Where the string "return" shows up in a line of the records, copy that line.
(RAW DATA begins)
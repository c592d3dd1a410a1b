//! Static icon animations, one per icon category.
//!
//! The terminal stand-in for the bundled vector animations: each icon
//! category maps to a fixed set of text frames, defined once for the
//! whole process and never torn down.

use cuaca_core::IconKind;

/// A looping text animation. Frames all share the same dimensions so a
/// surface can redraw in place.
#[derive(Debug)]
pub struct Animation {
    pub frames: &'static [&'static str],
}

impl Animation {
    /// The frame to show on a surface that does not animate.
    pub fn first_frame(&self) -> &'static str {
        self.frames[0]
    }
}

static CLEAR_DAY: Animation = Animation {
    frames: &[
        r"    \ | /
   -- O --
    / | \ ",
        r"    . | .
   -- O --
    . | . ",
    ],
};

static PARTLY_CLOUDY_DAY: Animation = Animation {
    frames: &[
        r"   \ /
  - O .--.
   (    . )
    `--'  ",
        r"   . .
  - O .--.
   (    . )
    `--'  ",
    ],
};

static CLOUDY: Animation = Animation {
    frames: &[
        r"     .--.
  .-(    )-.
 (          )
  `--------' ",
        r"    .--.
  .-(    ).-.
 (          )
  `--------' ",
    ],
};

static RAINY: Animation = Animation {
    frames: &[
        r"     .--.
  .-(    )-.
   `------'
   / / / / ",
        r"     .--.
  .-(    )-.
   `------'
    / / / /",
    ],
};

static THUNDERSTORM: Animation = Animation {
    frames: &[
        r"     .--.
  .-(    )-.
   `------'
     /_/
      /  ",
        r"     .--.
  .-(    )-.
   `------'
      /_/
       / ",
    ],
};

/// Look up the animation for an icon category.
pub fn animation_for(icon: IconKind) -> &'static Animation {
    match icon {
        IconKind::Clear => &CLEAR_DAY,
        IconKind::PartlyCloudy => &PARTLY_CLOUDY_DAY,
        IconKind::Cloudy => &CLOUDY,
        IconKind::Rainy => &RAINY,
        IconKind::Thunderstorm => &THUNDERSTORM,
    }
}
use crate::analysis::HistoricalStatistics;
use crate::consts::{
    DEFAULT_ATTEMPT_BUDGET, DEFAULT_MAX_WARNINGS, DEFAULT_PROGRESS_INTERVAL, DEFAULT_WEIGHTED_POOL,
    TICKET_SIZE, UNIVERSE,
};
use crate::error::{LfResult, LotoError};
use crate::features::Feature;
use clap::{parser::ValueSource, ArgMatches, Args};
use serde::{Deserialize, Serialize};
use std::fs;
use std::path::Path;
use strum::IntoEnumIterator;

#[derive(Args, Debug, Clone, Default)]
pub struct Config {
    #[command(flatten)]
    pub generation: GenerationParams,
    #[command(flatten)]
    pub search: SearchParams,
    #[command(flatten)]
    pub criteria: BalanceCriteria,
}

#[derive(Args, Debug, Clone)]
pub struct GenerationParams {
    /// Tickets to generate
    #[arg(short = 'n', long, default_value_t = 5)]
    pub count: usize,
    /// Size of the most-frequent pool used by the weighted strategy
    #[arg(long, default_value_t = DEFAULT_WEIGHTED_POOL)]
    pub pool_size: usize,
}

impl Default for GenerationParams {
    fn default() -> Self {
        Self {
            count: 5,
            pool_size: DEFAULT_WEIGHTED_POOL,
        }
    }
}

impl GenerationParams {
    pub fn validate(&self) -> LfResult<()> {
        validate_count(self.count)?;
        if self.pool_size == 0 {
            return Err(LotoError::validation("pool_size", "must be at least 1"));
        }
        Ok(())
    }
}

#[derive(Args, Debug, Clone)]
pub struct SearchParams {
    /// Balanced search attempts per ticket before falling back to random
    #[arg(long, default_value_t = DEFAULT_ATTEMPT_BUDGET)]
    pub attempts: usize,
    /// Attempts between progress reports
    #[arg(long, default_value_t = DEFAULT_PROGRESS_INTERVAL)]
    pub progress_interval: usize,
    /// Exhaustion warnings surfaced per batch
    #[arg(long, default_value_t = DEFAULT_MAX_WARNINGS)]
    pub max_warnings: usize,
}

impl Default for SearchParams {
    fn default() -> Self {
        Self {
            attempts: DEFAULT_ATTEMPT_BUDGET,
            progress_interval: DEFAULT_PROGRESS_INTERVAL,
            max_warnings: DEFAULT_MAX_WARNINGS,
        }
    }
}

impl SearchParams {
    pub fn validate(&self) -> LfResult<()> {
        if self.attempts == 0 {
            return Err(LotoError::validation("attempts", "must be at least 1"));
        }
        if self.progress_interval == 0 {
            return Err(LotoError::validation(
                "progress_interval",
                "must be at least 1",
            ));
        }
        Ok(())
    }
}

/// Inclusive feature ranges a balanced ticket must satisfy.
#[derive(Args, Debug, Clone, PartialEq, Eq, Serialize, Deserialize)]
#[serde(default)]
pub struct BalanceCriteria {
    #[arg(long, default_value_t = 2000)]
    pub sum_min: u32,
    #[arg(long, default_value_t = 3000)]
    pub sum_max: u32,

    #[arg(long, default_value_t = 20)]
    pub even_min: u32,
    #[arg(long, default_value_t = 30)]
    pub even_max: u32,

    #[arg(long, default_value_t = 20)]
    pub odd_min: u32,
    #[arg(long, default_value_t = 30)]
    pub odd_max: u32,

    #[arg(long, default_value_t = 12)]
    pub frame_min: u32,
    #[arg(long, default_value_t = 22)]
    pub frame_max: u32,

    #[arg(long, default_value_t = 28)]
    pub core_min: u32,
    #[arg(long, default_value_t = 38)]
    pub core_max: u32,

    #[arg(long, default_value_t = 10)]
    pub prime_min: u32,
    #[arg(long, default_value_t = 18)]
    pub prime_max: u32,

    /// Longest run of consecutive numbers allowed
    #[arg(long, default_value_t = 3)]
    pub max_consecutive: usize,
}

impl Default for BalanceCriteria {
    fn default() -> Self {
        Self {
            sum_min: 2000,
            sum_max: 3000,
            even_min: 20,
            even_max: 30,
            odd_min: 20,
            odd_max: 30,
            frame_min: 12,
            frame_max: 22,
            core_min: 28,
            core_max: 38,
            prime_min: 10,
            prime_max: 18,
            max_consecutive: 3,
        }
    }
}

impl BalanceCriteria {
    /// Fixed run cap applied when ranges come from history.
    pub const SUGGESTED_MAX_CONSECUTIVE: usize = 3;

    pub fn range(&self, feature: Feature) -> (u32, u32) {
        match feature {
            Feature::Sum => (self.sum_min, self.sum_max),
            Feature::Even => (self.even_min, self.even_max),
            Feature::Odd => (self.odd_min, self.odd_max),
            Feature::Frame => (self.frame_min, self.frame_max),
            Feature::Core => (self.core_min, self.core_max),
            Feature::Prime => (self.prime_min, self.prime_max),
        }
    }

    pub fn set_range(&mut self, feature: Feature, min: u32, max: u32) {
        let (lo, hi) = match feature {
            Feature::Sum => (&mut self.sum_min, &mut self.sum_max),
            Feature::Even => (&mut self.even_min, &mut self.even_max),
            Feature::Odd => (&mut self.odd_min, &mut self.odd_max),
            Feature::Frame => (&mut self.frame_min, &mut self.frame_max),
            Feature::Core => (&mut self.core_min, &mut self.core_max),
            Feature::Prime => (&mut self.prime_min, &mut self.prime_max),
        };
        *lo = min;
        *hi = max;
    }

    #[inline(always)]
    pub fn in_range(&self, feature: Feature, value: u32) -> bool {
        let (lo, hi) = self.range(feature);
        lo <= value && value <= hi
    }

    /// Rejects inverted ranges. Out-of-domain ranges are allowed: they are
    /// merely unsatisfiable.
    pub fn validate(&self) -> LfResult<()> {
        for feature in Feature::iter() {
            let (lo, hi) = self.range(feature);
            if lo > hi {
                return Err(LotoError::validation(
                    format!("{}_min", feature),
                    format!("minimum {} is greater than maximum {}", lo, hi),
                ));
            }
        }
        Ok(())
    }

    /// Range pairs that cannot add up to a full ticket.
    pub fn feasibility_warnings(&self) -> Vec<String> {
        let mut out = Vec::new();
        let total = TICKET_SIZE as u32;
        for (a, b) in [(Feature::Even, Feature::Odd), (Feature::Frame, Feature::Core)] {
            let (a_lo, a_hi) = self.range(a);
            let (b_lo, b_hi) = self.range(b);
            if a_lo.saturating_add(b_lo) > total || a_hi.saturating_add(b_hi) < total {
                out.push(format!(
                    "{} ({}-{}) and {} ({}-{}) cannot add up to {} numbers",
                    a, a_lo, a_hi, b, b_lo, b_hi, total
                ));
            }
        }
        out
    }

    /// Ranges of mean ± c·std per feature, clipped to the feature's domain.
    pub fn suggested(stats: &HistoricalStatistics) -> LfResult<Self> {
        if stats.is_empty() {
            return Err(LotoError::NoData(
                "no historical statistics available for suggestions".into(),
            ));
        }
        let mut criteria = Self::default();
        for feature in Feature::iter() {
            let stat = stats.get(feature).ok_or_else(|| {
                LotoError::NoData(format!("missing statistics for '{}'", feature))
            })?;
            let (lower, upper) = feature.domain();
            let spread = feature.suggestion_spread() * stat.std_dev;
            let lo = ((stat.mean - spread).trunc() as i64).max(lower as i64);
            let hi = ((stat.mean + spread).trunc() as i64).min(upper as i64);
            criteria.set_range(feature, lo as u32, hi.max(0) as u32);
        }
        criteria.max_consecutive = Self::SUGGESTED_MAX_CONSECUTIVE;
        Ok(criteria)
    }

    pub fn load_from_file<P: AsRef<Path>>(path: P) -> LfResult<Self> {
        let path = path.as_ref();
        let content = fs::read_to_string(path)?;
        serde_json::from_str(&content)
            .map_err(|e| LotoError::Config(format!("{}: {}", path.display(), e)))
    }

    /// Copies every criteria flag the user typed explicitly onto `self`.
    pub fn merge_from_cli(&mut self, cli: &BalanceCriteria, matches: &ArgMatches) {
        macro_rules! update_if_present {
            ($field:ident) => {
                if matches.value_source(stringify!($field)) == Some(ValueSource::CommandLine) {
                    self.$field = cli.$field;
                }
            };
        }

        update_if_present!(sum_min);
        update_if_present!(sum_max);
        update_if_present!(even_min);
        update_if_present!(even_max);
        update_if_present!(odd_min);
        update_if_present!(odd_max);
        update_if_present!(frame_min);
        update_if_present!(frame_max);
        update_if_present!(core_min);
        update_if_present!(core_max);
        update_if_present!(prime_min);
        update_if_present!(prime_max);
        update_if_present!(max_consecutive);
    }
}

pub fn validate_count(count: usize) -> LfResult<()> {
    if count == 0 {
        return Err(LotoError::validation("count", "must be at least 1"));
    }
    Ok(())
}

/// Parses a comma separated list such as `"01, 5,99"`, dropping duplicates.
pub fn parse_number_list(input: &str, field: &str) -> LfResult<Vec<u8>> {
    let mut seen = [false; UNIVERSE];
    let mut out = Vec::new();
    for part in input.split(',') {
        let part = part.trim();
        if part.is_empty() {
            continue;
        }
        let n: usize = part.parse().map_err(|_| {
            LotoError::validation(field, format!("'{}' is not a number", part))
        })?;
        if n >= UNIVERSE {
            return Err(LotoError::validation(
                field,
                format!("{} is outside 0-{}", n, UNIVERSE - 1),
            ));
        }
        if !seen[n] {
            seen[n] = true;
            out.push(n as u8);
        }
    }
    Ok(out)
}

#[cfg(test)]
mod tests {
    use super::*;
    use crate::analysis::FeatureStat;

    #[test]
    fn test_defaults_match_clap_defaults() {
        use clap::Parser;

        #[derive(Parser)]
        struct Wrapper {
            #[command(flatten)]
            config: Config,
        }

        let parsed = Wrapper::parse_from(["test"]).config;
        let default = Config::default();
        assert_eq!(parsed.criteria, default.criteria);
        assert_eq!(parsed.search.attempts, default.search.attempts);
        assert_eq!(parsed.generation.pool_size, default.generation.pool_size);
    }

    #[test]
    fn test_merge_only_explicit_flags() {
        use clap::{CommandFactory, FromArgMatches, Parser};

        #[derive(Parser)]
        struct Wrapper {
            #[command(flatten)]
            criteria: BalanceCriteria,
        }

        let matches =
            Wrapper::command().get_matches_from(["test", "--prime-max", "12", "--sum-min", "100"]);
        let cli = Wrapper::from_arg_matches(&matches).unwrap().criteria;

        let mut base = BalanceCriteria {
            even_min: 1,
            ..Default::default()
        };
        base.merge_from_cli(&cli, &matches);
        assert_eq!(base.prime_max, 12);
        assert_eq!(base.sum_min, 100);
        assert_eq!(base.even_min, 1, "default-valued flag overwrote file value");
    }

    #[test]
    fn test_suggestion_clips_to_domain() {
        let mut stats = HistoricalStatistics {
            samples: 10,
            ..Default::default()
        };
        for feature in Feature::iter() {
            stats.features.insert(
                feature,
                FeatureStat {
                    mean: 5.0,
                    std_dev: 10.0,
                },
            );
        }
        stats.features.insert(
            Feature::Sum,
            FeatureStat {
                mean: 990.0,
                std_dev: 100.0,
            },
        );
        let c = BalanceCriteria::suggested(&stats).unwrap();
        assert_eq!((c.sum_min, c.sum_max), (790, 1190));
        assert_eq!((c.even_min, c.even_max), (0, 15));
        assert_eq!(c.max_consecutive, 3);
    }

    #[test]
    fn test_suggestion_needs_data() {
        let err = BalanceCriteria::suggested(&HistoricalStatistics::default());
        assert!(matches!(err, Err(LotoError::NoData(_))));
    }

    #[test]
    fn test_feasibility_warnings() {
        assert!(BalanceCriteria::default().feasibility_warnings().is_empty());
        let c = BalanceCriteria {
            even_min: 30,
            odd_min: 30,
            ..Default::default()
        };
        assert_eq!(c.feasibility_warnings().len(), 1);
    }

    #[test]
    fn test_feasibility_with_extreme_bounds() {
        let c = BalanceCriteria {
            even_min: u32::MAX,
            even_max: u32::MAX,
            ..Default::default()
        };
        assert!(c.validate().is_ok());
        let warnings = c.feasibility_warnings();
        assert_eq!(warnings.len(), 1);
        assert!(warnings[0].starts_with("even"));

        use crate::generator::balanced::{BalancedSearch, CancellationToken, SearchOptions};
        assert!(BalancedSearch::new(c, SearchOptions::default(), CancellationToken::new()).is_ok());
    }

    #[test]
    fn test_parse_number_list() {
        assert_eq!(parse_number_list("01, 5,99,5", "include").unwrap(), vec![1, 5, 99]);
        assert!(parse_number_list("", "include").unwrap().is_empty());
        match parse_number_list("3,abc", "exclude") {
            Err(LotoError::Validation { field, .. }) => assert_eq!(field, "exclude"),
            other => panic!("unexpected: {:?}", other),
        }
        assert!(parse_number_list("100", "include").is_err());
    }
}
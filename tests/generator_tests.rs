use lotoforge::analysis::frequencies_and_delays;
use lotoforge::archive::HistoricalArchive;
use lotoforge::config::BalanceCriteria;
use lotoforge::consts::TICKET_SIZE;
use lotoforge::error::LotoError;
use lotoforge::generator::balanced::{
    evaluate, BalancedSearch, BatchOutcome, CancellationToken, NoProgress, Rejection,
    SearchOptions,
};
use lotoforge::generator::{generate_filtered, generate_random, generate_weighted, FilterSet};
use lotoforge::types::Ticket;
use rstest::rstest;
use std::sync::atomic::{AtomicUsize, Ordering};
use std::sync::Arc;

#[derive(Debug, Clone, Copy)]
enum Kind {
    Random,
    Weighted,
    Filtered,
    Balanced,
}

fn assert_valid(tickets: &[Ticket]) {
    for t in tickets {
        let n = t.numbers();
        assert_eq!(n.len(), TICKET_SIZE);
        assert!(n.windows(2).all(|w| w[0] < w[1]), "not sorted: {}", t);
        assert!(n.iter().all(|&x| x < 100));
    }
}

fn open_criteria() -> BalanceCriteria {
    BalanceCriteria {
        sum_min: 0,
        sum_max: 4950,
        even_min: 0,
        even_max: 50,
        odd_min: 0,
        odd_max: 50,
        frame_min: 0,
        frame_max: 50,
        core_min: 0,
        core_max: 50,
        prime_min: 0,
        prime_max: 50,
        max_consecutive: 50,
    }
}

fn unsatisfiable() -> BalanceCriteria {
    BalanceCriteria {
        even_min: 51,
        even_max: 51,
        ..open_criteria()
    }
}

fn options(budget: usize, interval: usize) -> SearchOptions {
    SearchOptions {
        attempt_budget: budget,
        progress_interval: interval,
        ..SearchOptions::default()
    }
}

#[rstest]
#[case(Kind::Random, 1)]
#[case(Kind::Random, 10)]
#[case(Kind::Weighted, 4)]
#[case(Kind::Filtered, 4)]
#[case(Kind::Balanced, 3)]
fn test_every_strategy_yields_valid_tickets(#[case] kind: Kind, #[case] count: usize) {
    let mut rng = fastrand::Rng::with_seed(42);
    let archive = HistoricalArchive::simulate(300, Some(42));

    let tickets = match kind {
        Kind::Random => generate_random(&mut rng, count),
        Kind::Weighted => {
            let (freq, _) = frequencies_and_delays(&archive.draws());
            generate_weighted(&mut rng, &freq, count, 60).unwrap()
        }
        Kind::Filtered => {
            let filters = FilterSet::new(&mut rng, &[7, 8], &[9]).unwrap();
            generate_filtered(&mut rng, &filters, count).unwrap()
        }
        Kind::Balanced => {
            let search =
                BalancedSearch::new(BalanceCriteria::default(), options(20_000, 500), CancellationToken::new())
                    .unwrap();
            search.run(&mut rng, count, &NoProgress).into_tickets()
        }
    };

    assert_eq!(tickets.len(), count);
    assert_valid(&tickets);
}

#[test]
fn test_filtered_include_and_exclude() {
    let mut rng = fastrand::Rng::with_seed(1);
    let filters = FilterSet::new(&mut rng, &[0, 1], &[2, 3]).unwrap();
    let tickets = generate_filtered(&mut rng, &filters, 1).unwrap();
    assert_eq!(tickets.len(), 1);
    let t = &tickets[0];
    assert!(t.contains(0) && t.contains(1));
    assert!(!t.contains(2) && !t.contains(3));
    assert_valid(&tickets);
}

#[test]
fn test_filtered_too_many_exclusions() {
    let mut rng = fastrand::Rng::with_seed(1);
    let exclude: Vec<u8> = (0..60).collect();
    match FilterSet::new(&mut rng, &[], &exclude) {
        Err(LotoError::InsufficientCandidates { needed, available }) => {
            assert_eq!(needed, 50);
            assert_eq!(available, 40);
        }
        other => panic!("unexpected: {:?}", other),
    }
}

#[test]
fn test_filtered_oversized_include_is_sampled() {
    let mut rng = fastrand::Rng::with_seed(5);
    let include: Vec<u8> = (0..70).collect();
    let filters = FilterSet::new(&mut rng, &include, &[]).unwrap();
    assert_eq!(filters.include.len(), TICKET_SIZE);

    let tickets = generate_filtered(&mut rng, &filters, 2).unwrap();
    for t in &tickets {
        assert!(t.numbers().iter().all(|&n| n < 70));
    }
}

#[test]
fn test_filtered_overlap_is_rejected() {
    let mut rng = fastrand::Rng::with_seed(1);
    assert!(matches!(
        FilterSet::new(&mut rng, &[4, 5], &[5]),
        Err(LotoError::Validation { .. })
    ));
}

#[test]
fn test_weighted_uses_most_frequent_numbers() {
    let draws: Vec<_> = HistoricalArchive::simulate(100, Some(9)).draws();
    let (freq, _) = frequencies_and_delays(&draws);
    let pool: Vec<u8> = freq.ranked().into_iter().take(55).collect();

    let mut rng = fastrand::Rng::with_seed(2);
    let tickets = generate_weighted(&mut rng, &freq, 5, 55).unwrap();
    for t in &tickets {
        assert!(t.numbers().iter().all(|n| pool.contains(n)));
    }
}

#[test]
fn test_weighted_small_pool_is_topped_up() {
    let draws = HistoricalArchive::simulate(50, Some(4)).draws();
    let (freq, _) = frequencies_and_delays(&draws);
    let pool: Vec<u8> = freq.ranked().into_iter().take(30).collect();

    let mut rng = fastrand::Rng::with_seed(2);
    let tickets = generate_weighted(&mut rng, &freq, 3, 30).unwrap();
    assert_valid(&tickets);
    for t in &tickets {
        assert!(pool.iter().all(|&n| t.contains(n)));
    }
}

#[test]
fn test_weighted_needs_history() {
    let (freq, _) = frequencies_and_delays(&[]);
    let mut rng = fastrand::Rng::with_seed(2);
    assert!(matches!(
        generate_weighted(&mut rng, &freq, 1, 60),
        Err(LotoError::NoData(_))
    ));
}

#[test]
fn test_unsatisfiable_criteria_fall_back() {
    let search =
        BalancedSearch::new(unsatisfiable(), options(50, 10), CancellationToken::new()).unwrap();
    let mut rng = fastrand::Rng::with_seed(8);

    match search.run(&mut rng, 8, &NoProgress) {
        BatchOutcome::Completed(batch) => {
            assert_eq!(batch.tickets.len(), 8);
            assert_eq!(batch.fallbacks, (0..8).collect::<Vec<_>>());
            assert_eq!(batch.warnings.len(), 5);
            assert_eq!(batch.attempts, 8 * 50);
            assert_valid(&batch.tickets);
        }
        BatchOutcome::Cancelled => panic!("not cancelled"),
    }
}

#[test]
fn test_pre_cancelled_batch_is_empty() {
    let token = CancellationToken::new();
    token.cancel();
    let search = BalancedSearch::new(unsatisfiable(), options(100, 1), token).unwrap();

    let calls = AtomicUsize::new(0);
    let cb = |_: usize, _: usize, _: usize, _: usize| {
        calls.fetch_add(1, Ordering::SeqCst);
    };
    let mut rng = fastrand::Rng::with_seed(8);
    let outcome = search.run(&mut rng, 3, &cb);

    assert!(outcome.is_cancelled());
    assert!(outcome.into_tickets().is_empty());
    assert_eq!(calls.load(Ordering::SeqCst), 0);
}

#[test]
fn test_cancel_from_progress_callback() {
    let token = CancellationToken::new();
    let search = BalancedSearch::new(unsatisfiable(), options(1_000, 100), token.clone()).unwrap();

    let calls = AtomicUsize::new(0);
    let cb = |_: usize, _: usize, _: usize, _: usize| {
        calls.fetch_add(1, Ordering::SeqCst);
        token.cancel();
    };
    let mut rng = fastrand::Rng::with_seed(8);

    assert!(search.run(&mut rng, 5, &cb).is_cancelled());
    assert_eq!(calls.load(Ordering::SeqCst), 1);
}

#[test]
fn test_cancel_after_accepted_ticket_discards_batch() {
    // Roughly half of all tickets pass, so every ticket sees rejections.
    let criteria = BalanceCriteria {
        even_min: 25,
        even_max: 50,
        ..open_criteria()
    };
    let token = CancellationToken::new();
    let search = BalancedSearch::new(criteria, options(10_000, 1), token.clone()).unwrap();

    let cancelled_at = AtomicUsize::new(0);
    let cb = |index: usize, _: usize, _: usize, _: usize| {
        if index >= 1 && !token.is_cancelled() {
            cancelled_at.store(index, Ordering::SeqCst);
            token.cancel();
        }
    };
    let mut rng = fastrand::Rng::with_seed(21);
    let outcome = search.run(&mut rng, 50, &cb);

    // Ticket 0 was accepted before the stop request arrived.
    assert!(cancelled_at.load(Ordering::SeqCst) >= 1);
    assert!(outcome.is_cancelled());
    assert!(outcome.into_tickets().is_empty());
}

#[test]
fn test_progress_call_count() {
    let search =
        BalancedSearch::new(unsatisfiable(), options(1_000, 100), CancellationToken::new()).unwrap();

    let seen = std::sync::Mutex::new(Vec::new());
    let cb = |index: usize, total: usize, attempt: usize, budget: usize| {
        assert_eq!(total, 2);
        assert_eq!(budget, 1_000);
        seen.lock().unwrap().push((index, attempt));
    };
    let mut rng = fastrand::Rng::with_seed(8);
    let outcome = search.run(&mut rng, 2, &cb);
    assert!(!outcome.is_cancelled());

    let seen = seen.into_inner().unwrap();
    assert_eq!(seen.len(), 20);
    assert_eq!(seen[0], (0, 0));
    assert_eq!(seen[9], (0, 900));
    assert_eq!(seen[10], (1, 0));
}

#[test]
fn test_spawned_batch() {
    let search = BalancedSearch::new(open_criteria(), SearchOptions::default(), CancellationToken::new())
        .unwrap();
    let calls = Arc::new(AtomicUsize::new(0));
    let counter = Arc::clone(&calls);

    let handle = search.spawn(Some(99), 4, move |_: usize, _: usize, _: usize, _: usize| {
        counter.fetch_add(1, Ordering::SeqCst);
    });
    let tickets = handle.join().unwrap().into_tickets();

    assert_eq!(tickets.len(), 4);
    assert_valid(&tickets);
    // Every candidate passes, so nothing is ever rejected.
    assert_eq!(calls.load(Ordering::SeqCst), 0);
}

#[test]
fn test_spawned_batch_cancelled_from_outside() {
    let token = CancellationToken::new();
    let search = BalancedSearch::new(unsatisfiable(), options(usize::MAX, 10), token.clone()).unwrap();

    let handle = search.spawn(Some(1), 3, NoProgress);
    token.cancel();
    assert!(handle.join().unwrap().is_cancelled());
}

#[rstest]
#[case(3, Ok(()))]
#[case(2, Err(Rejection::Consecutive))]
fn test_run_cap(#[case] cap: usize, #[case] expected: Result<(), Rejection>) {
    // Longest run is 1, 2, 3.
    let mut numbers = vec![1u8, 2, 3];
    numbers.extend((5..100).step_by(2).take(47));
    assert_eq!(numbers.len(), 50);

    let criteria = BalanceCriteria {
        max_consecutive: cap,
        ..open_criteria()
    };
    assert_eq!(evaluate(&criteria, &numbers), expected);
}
(RAW DATA ends)
RESPONSE BELOW ->
            return Err(LotoError::validation("pool_size", "must be at least 1"));
            return Err(LotoError::validation("attempts", "must be at least 1"));
            return Err(LotoError::validation(
                return Err(LotoError::validation(
            return Err(LotoError::NoData(
        return Err(LotoError::validation("count", "must be at least 1"));
            return Err(LotoError::validation(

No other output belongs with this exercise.